Mozilla complained Wednesday that Microsoft prohibits running any browser except Internet Explorer (IE) on Windows RT, hampering choices for users. Google said on Thursday it shares the concerns.
Windows RT, the version of Windows 8 that runs on devices using an ARM processor, restricts user choice, reduces competition and chills innovation said Harvey Anderson, Mozilla General Counsel in a blog post. By only allowing Internet Explorer to fully access advanced OS functions, "third-party browsers are effectively excluded from the platform," he said.
Windows RT will have two environments, one the app-tailored Metro environment aimed at tablets and phones, and a classic Windows interface. Microsoft allows only Internet Explorer to run in that classic environment, Mozilla said. In practice, this means browsers like Firefox, Chrome and Opera will not be able to access "vital" advanced computing functions that enhance speed, stability and security of those browsers and, according to Mozilla. The company argues that if Microsoft's Internet Explorer can run on Windows RT, there is no technical reason to conclude other browsers can't do the same.

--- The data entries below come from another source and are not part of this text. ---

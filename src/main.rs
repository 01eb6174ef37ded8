use clap::Parser;

use pencilfft::dfft3::{ExchangeKind, TuneOptions};
use pencilfft::harness::{self, Config, DEFAULT_BUDGET, DEFAULT_EPSILON};
use pencilfft::split::GlobalShape;
use pencilfft::stats::Statistic;
use pencilfft::{Communicator, LocalGroup, ThreadLevel};

/// Distributed 3D real-to-complex FFT correctness and timing harness.
#[derive(Parser)]
#[command(name = "pencilfft", version, about)]
struct Args {
    /// Transform size along x
    #[arg(short = 'x', default_value_t = 4)]
    nx: usize,

    /// Transform size along y (0 = same as x)
    #[arg(short = 'y', default_value_t = 0)]
    ny: usize,

    /// Transform size along z (0 = same as x)
    #[arg(short = 'z', default_value_t = 0)]
    nz: usize,

    /// Set all three transform sizes at once
    #[arg(short = 'm')]
    size: Option<usize>,

    /// Timing iterations (overrides the budget-derived count)
    #[arg(short = 'N')]
    iterations: Option<usize>,

    /// Total transform budget the iteration count is derived from
    #[arg(short = 'n', default_value_t = DEFAULT_BUDGET)]
    budget: usize,

    /// Local transform threads per rank (0 = hardware concurrency)
    #[arg(short = 'T', default_value_t = 0)]
    threads: usize,

    /// Timing statistic: 0 mean, 1 min, 2 max, 3 median
    #[arg(short = 'S', default_value_t = 0)]
    stat: u32,

    /// Split every exchange payload into this many messages (0 = one)
    #[arg(short = 'a', default_value_t = 0)]
    divisor: usize,

    /// Exchange routine: 0 pairwise rotation, 1 post-all
    #[arg(short = 's', default_value_t = 0)]
    exchange: u32,

    /// Frequency-shift the transform variants (0 = off)
    #[arg(short = 'O', default_value_t = 0)]
    shift: u32,

    /// Run the correctness test instead of the timing loop
    #[arg(short = 't')]
    test: bool,

    /// Only print the final verdict
    #[arg(short = 'q')]
    quiet: bool,

    /// Cooperating ranks in the local group
    #[arg(short = 'p', long = "procs", default_value_t = 1)]
    procs: usize,

    /// Comparison tolerance for test mode
    #[arg(short = 'e', default_value_t = DEFAULT_EPSILON)]
    epsilon: f64,
}

fn main() {
    env_logger::init();
    let args = Args::parse();
    let nx = args.size.unwrap_or(args.nx);
    let ny = args.size.unwrap_or(if args.ny == 0 { nx } else { args.ny });
    let nz = args.size.unwrap_or(if args.nz == 0 { nx } else { args.nz });
    let shape = match GlobalShape::new(nx, ny, nz) {
        Ok(shape) => shape,
        Err(e) => {
            eprintln!("invalid problem size {nx}x{ny}x{nz}: {e}");
            std::process::exit(1);
        }
    };
    let mut cfg = Config::new(shape);
    cfg.iterations = args.iterations;
    cfg.budget = args.budget;
    cfg.stat = Statistic::from_code(args.stat);
    cfg.epsilon = args.epsilon;
    cfg.quiet = args.quiet;
    cfg.test = args.test;
    cfg.shift = args.shift != 0;
    cfg.tune = TuneOptions {
        divisor: args.divisor,
        exchange: ExchangeKind::from_code(args.exchange),
        threads: args.threads,
    };
    let code = LocalGroup::run(args.procs.max(1), ThreadLevel::Multiple, move |comm| {
        match harness::run(&comm, &cfg) {
            Ok(failures) => failures,
            Err(e) => {
                log::error!("rank {} aborted: {e}", comm.rank());
                1
            }
        }
    });
    std::process::exit(code);
}
//! Single-node reference transform over the full 3D array.
//!
//! This is the ground truth the distributed path is validated against, so
//! it shares the [`ScalarFft`] kernel (and its planner) with the engine:
//! identical sign convention, identical unscaled inverse, identical
//! explicit normalization.
//!
//! Layout is row-major (x, y, z) with z fastest. The forward transform maps
//! (X, Y, Z) reals to (X, Y, Z/2 + 1) complex bins: real-to-complex along
//! the z pencils first, then full complex passes along y and x.

use std::sync::Arc;

use crate::error::Result;
use crate::fft::{irfft_pencil_with, lane_with, rfft_pencil_with, FftError, ScalarFft};
use crate::num::Complex64;
use crate::split::GlobalShape;

pub struct Rcfft3 {
    shape: GlobalShape,
    tw_x: Arc<[Complex64]>,
    tw_y: Arc<[Complex64]>,
    tw_z: Arc<[Complex64]>,
    lane: Vec<Complex64>,
    spectrum: Vec<Complex64>,
}

impl Rcfft3 {
    /// Plans all three axis lengths on `fft` (so its planner carries the
    /// same wisdom as the distributed engine's) and keeps the tables.
    pub fn new(shape: GlobalShape, fft: &ScalarFft<f64>) -> Self {
        let tw_x = fft.twiddles(shape.x);
        let tw_y = fft.twiddles(shape.y);
        let tw_z = fft.twiddles(shape.z);
        let lane_len = shape.x.max(shape.y).max(shape.z);
        Self {
            shape,
            tw_x,
            tw_y,
            tw_z,
            lane: vec![Complex64::zero(); lane_len],
            spectrum: vec![Complex64::zero(); shape.complex_len()],
        }
    }

    pub fn forward(&mut self, f: &[f64], g: &mut [Complex64]) -> Result<()> {
        self.forward_impl(f, g, false)
    }

    /// Frequency-shifted forward: the input is modulated by `(-1)^(x+y)`
    /// before transforming, centering the x/y spectrum.
    pub fn forward0(&mut self, f: &[f64], g: &mut [Complex64]) -> Result<()> {
        self.forward_impl(f, g, true)
    }

    pub fn backward(&mut self, g: &[Complex64], f: &mut [f64]) -> Result<()> {
        self.backward_impl(g, f, false)
    }

    /// Inverse of [`Rcfft3::forward0`], still unscaled.
    pub fn backward0(&mut self, g: &[Complex64], f: &mut [f64]) -> Result<()> {
        self.backward_impl(g, f, true)
    }

    /// Scales a real array by `1/(X*Y*Z)` so that
    /// `normalize(backward(forward(f)))` recovers `f`.
    pub fn normalize(&self, f: &mut [f64]) {
        let s = 1.0 / self.shape.real_len() as f64;
        for v in f.iter_mut() {
            *v *= s;
        }
    }

    fn forward_impl(&mut self, f: &[f64], g: &mut [Complex64], shift: bool) -> Result<()> {
        let GlobalShape { x, y, z } = self.shape;
        let zp = self.shape.complex_depth();
        if f.len() != self.shape.real_len() || g.len() != self.shape.complex_len() {
            return Err(FftError::MismatchedLengths.into());
        }
        for i in 0..x {
            for j in 0..y {
                let scale = shift_scale(shift, i + j);
                let src = &f[(i * y + j) * z..][..z];
                let dst = &mut g[(i * y + j) * zp..][..zp];
                rfft_pencil_with(src, scale, dst, &self.tw_z, &mut self.lane);
            }
        }
        for i in 0..x {
            for k in 0..zp {
                lane_with(g, i * y * zp + k, zp, y, &self.tw_y, false, &mut self.lane);
            }
        }
        for j in 0..y {
            for k in 0..zp {
                lane_with(g, j * zp + k, y * zp, x, &self.tw_x, false, &mut self.lane);
            }
        }
        Ok(())
    }

    fn backward_impl(&mut self, g: &[Complex64], f: &mut [f64], shift: bool) -> Result<()> {
        let GlobalShape { x, y, z } = self.shape;
        let zp = self.shape.complex_depth();
        if f.len() != self.shape.real_len() || g.len() != self.shape.complex_len() {
            return Err(FftError::MismatchedLengths.into());
        }
        let tw_x = self.tw_x.clone();
        let tw_y = self.tw_y.clone();
        let tw_z = self.tw_z.clone();
        let Self {
            spectrum, lane, ..
        } = self;
        spectrum.copy_from_slice(g);
        for j in 0..y {
            for k in 0..zp {
                lane_with(spectrum, j * zp + k, y * zp, x, &tw_x, true, lane);
            }
        }
        for i in 0..x {
            for k in 0..zp {
                lane_with(spectrum, i * y * zp + k, zp, y, &tw_y, true, lane);
            }
        }
        for i in 0..x {
            for j in 0..y {
                let scale = shift_scale(shift, i + j);
                let src = &spectrum[(i * y + j) * zp..][..zp];
                let dst = &mut f[(i * y + j) * z..][..z];
                irfft_pencil_with(src, scale, dst, &tw_z, lane);
            }
        }
        Ok(())
    }
}

#[inline]
fn shift_scale(shift: bool, parity: usize) -> f64 {
    if shift && parity % 2 == 1 {
        -1.0
    } else {
        1.0
    }
}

The exclusion of other browsers is going to affect users of tablets and will possibly have an effect on PC users in the future, Mozilla said. According to the browser maker it is not unthinkable that ARM chipsets that are mainly used in phones and tablets today will eventually be used in PC hardware platforms. "It's easy to imagine Windows running on ARM in laptops, tablets, phones, and a whole range of devices. That means users will only have one browser choice whenever there's a Windows ARM environment," Mozilla said, adding that the world does not need another proprietary environment.
Mozilla called on Microsoft to "remain firm on its user choice principles," warning that the exclusion of other browsers may have antitrust implications. Mozilla said Microsoft could violate the browser choice rules set by the European Commission (EC) and seems to represent behavior that a U.S. settlement sought to prohibit. "We do not plan to file formal complaints at this time," a spokesperson for Mozilla said in an email. Mozilla will continue to evaluate the situation, however, and see if filing formal complaints in future may be the appropriate mechanism to get the resolution that the company is after.
Chrome-maker Google on Thursday weighed in on Mozilla's complaint. "We share the concerns Mozilla has raised regarding the Windows 8 environment restricting user choice and innovation," Google said in an emailed statement. In the end, consumers and developers benefit the most from robust competition, it added.
Microsoft did not immediately respond to a request for comment.